The search for genetic variation associated with risk for the development of neuropsychiatric disease has lagged behind that of other common complex human diseases. There is much ongoing debate about the reasons for this, including:
▸ A need for much larger cohorts, numbered perhaps in the tens of thousands, to create greater statistical power;
▸ A lack of diagnostic accuracy caused by the inclusion of inappropriate case individuals or through a lumping together of several diseases under the same phenotypic umbrella; and
▸ Inaccurate assumptions about the genetic risk associated with common versus rare genetic variations, the latter of which we have only recently been able to evaluate cost effectively on a genomewide scale.
Dr. Scott-Van Zeeland and her colleagues' report leverages an emerging investigative paradigm that includes the intersection of genetics, neuroanatomy, and functional neuroimaging to address some of these concerns and take a closer look at a gene, CNTNAP2, previously associated with Tourette syndrome, autism, epilepsy, and language development.

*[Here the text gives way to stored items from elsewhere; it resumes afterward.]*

use super::*;
use crate::schema::{Field, FieldKind};

/// Cast an expression to the storage type of a field kind.
#[derive(Debug, Clone, PartialEq)]
pub struct ExprCast {
    pub expr: Box<Expr>,

    pub kind: FieldKind,

    pub max_length: Option<u64>,

    /// Precision and scale for decimal kinds.
    pub decimal: Option<(u32, u32)>,
}

impl Expr {
    pub fn cast(expr: impl Into<Self>, kind: FieldKind) -> Self {
        ExprCast {
            expr: Box::new(expr.into()),
            kind,
            max_length: None,
            decimal: None,
        }
        .into()
    }

    /// Cast to the type of the given field, including its length and
    /// precision.
    pub fn cast_to_field(expr: impl Into<Self>, field: &Field) -> Self {
        ExprCast {
            expr: Box::new(expr.into()),
            kind: field.kind.clone(),
            max_length: field.max_length,
            decimal: field.max_digits.zip(field.decimal_places),
        }
        .into()
    }
}

impl From<ExprCast> for Expr {
    fn from(value: ExprCast) -> Self {
        Self::Cast(value)
    }
}
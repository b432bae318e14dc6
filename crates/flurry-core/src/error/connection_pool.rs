use super::Error;

/// Error from the connection pool.
#[derive(Debug)]
pub(super) struct ConnectionPoolError {
    pub(super) inner: Box<dyn std::error::Error + Send + Sync>,
}

impl std::error::Error for ConnectionPoolError {
    fn source(&self) -> Option<&(dyn std::error::Error + 'static)> {
        Some(self.inner.as_ref())
    }
}

impl core::fmt::Display for ConnectionPoolError {
    fn fmt(&self, f: &mut core::fmt::Formatter) -> core::fmt::Result {
        write!(f, "connection pool: {}", self.inner)
    }
}

impl Error {
    /// Creates an error from a connection pool failure.
    pub fn connection_pool(err: impl Into<Box<dyn std::error::Error + Send + Sync>>) -> Error {
        Error::from(super::ErrorKind::ConnectionPool(ConnectionPoolError {
            inner: err.into(),
        }))
    }

    /// Returns `true` if this error is a connection pool error.
    pub fn is_connection_pool(&self) -> bool {
        self.any_kind(|kind| matches!(kind, super::ErrorKind::ConnectionPool(_)))
    }
}
use super::*;

use std::ops;

#[derive(Debug, Clone, PartialEq)]
pub struct ExprAnd {
    pub operands: Vec<Expr>,
}

impl Expr {
    pub fn and(lhs: impl Into<Self>, rhs: impl Into<Self>) -> Self {
        let mut lhs = lhs.into();
        let rhs = rhs.into();

        match (&mut lhs, rhs) {
            (Self::And(lhs_and), Self::And(rhs_and)) => {
                lhs_and.operands.extend(rhs_and.operands);
                lhs
            }
            (Self::And(lhs_and), rhs) => {
                lhs_and.operands.push(rhs);
                lhs
            }
            (_, rhs) => ExprAnd {
                operands: vec![lhs, rhs],
            }
            .into(),
        }
    }
}

impl ops::Deref for ExprAnd {
    type Target = [Expr];

    fn deref(&self) -> &Self::Target {
        &self.operands
    }
}

impl From<ExprAnd> for Expr {
    fn from(value: ExprAnd) -> Self {
        Self::And(value)
    }
}
mod field;
pub use field::{Field, FieldKind};

mod table;
pub use table::Table;
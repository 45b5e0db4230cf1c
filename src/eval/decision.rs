use serde::Serialize;

use super::risk::RiskAssessment;

/// Three-way summary of a [`ValidationDecision`], ordered by severity.
#[derive(Debug, Clone, Copy, PartialEq, Eq, PartialOrd, Ord, Serialize)]
#[serde(rename_all = "lowercase")]
pub enum Verdict {
    Allow,
    Confirm,
    Block,
}

impl Verdict {
    pub fn as_str(self) -> &'static str {
        match self {
            Verdict::Allow => "allow",
            Verdict::Confirm => "confirm",
            Verdict::Block => "block",
        }
    }

    pub fn label(self) -> &'static str {
        match self {
            Verdict::Allow => "ALLOW",
            Verdict::Confirm => "CONFIRM",
            Verdict::Block => "BLOCK",
        }
    }
}

/// Outcome of validating one command.
///
/// A blocked decision never asks for confirmation, and a decision that asks
/// for confirmation is always allowed. Use [`ValidationDecision::allow`],
/// [`ValidationDecision::confirm`] and [`ValidationDecision::block`] to keep
/// those invariants.
#[derive(Debug, Clone, PartialEq, Eq, Serialize)]
pub struct ValidationDecision {
    pub allowed: bool,
    pub risk: RiskAssessment,
    pub requires_confirmation: bool,
    pub blocked_reason: Option<String>,
}

impl ValidationDecision {
    pub fn allow(risk: RiskAssessment) -> Self {
        Self {
            allowed: true,
            risk,
            requires_confirmation: false,
            blocked_reason: None,
        }
    }

    pub fn confirm(risk: RiskAssessment) -> Self {
        Self {
            requires_confirmation: true,
            ..Self::allow(risk)
        }
    }

    pub fn block(risk: RiskAssessment, reason: impl Into<String>) -> Self {
        Self {
            allowed: false,
            risk,
            requires_confirmation: false,
            blocked_reason: Some(reason.into()),
        }
    }

    pub fn verdict(&self) -> Verdict {
        if !self.allowed {
            Verdict::Block
        } else if self.requires_confirmation {
            Verdict::Confirm
        } else {
            Verdict::Allow
        }
    }
}

#[cfg(test)]
mod tests {
    use super::*;
    use crate::eval::RiskLevel;

    fn risk() -> RiskAssessment {
        RiskAssessment::new(RiskLevel::Low, "standard command")
    }

    #[test]
    fn constructors_keep_invariants() {
        let allow = ValidationDecision::allow(risk());
        assert!(allow.allowed && !allow.requires_confirmation && allow.blocked_reason.is_none());

        let confirm = ValidationDecision::confirm(risk());
        assert!(confirm.allowed && confirm.requires_confirmation);
        assert!(confirm.blocked_reason.is_none());

        let block = ValidationDecision::block(risk(), "nope");
        assert!(!block.allowed && !block.requires_confirmation);
        assert_eq!(block.blocked_reason.as_deref(), Some("nope"));
    }

    #[test]
    fn verdict_mapping() {
        assert_eq!(ValidationDecision::allow(risk()).verdict(), Verdict::Allow);
        assert_eq!(ValidationDecision::confirm(risk()).verdict(), Verdict::Confirm);
        assert_eq!(ValidationDecision::block(risk(), "x").verdict(), Verdict::Block);
        assert!(Verdict::Allow < Verdict::Confirm && Verdict::Confirm < Verdict::Block);
    }
}
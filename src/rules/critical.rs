use crate::config::{DangerousCommands, Tier};
use crate::eval::{CommandContext, RiskAssessment, RiskLevel};
use crate::rules::RiskRule;

/// Matches critical-tier signatures anywhere in the command.
///
/// Matching is by substring, not by word, so multi-word signatures such as
/// `format c:` hit regardless of what surrounds them.
pub struct CriticalRule {
    signatures: Vec<String>,
}

impl CriticalRule {
    pub fn from_config(config: &DangerousCommands) -> Self {
        Self {
            signatures: config
                .tier(Tier::Critical)
                .iter()
                .map(|s| s.to_lowercase())
                .collect(),
        }
    }
}

impl RiskRule for CriticalRule {
    fn name(&self) -> &'static str {
        "critical"
    }

    fn assess(&self, ctx: &CommandContext) -> Option<RiskAssessment> {
        let signature = ctx.find_any(&self.signatures)?;
        log::debug!("critical signature {signature:?} in {:?}", ctx.raw);
        Some(
            RiskAssessment::new(RiskLevel::Critical, "destructive system operation detected")
                .with_warning("SYSTEM DESTRUCTION RISK"),
        )
    }
}

#[cfg(test)]
mod tests {
    use super::*;

    fn rule() -> CriticalRule {
        CriticalRule::from_config(&DangerousCommands {
            critical: vec!["FORMAT C:".into(), "mkfs".into()],
            ..Default::default()
        })
    }

    fn assess(cmd: &str) -> Option<RiskAssessment> {
        rule().assess(&CommandContext::from_command(cmd))
    }

    #[test]
    fn substring_hit_is_critical() {
        let a = assess("echo y | format c: /q").unwrap();
        assert_eq!(a.level, RiskLevel::Critical);
        assert_eq!(a.reason, "destructive system operation detected");
        assert_eq!(a.warnings, vec!["SYSTEM DESTRUCTION RISK"]);
    }

    #[test]
    fn matching_ignores_case() {
        assert!(assess("Format C:").is_some());
        assert!(assess("MKFS.ext4 /dev/sdb1").is_some());
    }

    #[test]
    fn no_signature_passes() {
        assert!(assess("format d:").is_none());
        assert!(assess("").is_none());
    }
}
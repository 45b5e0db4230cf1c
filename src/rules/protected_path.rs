use crate::eval::{CommandContext, RiskAssessment, RiskLevel};
use crate::rules::RiskRule;

/// Flags commands whose text mentions a protected directory.
pub struct ProtectedPathRule {
    /// (lower-cased needle, path as configured)
    paths: Vec<(String, String)>,
}

impl ProtectedPathRule {
    pub fn new(paths: &[String]) -> Self {
        Self {
            paths: paths.iter().map(|p| (p.to_lowercase(), p.clone())).collect(),
        }
    }
}

impl RiskRule for ProtectedPathRule {
    fn name(&self) -> &'static str {
        "protected-path"
    }

    fn assess(&self, ctx: &CommandContext) -> Option<RiskAssessment> {
        let (_, path) = self
            .paths
            .iter()
            .find(|(needle, _)| ctx.contains(needle))?;
        Some(
            RiskAssessment::new(RiskLevel::High, "system directory access detected")
                .with_warning(format!("operation on protected system path: {path}")),
        )
    }
}

#[cfg(test)]
mod tests {
    use super::*;

    fn assess(cmd: &str) -> Option<RiskAssessment> {
        let rule = ProtectedPathRule::new(&[r"C:\Windows".to_string(), "/etc".to_string()]);
        rule.assess(&CommandContext::from_command(cmd))
    }

    #[test]
    fn windows_path_any_case() {
        let a = assess(r"type c:\WINDOWS\win.ini").unwrap();
        assert_eq!(a.level, RiskLevel::High);
        assert_eq!(a.reason, "system directory access detected");
        assert_eq!(a.warnings, vec![r"operation on protected system path: C:\Windows"]);
    }

    #[test]
    fn unix_path() {
        assert!(assess("cat /etc/passwd").is_some());
    }

    #[test]
    fn unrelated_path_passes() {
        assert!(assess("cat ~/notes.txt").is_none());
    }
}
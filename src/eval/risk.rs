use serde::Serialize;

/// Risk of running a command, ordered from harmless to destructive.
#[derive(Debug, Clone, Copy, PartialEq, Eq, PartialOrd, Ord, Hash, Serialize)]
#[serde(rename_all = "lowercase")]
pub enum RiskLevel {
    Safe,
    Low,
    Medium,
    High,
    Critical,
}

impl RiskLevel {
    pub fn as_str(self) -> &'static str {
        match self {
            RiskLevel::Safe => "safe",
            RiskLevel::Low => "low",
            RiskLevel::Medium => "medium",
            RiskLevel::High => "high",
            RiskLevel::Critical => "critical",
        }
    }

    pub fn label(self) -> &'static str {
        match self {
            RiskLevel::Safe => "SAFE",
            RiskLevel::Low => "LOW",
            RiskLevel::Medium => "MEDIUM",
            RiskLevel::High => "HIGH",
            RiskLevel::Critical => "CRITICAL",
        }
    }

    /// Medium and high commands need a human to confirm them.
    pub fn needs_confirmation(self) -> bool {
        matches!(self, RiskLevel::Medium | RiskLevel::High)
    }
}

/// Result of classifying one command.
#[derive(Debug, Clone, PartialEq, Eq, Serialize)]
pub struct RiskAssessment {
    pub level: RiskLevel,
    pub reason: String,
    pub warnings: Vec<String>,
}

impl RiskAssessment {
    pub fn new(level: RiskLevel, reason: impl Into<String>) -> Self {
        Self {
            level,
            reason: reason.into(),
            warnings: Vec::new(),
        }
    }

    pub fn with_warning(mut self, warning: impl Into<String>) -> Self {
        self.warnings.push(warning.into());
        self
    }
}

#[cfg(test)]
mod tests {
    use super::*;

    #[test]
    fn levels_are_totally_ordered() {
        assert!(RiskLevel::Safe < RiskLevel::Low);
        assert!(RiskLevel::Low < RiskLevel::Medium);
        assert!(RiskLevel::Medium < RiskLevel::High);
        assert!(RiskLevel::High < RiskLevel::Critical);
    }

    #[test]
    fn confirmation_band() {
        assert!(!RiskLevel::Safe.needs_confirmation());
        assert!(!RiskLevel::Low.needs_confirmation());
        assert!(RiskLevel::Medium.needs_confirmation());
        assert!(RiskLevel::High.needs_confirmation());
        assert!(!RiskLevel::Critical.needs_confirmation());
    }

    #[test]
    fn serializes_lowercase() {
        let json = serde_json::to_string(&RiskLevel::Critical).unwrap();
        assert_eq!(json, "\"critical\"");
    }
}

In doing so, the investigators unveil a putative functional role of variation at the single nucleotide polymorphism (SNP) rs2710102 within CNTNAP2 that is independent of disease status. In short, the researchers' findings demonstrate that rs2710102 variation is associated with differential frontal lobe functional connectivity. Caspr2, the protein product of CNTNAP2, plays a crucial role in the establishment of the juxtaparanodal region at the nodes of Ranvier through the clustering of the Kv1.1 voltage-gated potassium channels.
The variation of this SNP is shown in this new work to modify the scope of brain frontal lobe connectivity by altering the frequency of the functional establishment of either lateralized, long-range connections with the medial prefrontal cortex (predominant in “nonrisk” allele carriers) or more localized, bilateral connections (predominant in the “risk” allele carriers) during the performance of a reward-guided implicit learning task.
The analytical approach is particularly powerful because it convincingly demonstrates these connectivity effects utilizing functional MRI in moderately sized sample sets. The marriage of genomics, neuroanatomy, and neuroimaging is still in its infancy, but already there are indications of the power of this approach both in this work and in work by others in the field.
Dr. Scott-Van Zeeland and her colleagues suggest a biological mechanism for the development of autism and possibly other disorders in risk allele carriers. These findings present a possible way to further stratify carriers of the risk allele in future studies. For example, what might be different about individuals with autism who carry the risk allele but demonstrate prefrontal connectivity patterns that are more similar to nonrisk allele carriers? This question raises another issue. Based on the high minor allele frequency of rs2710102, carriers of the risk allele likely comprise more than half of the general population. How important is our individual genetics in determining the functional connectivity pattern, and what other genetic factors might predispose to such a pattern? Are these other genes autism risk candidates as well?
In spite of the questions that may remain to be answered, this work provides an important foothold for the mechanistic study of the extremely important public health problem of autism. One can hope that the future will hold additional studies involving neuroimaging and genetics in both healthy and diseased cohorts to help further dissect the functional basis for neuropsychiatric disease.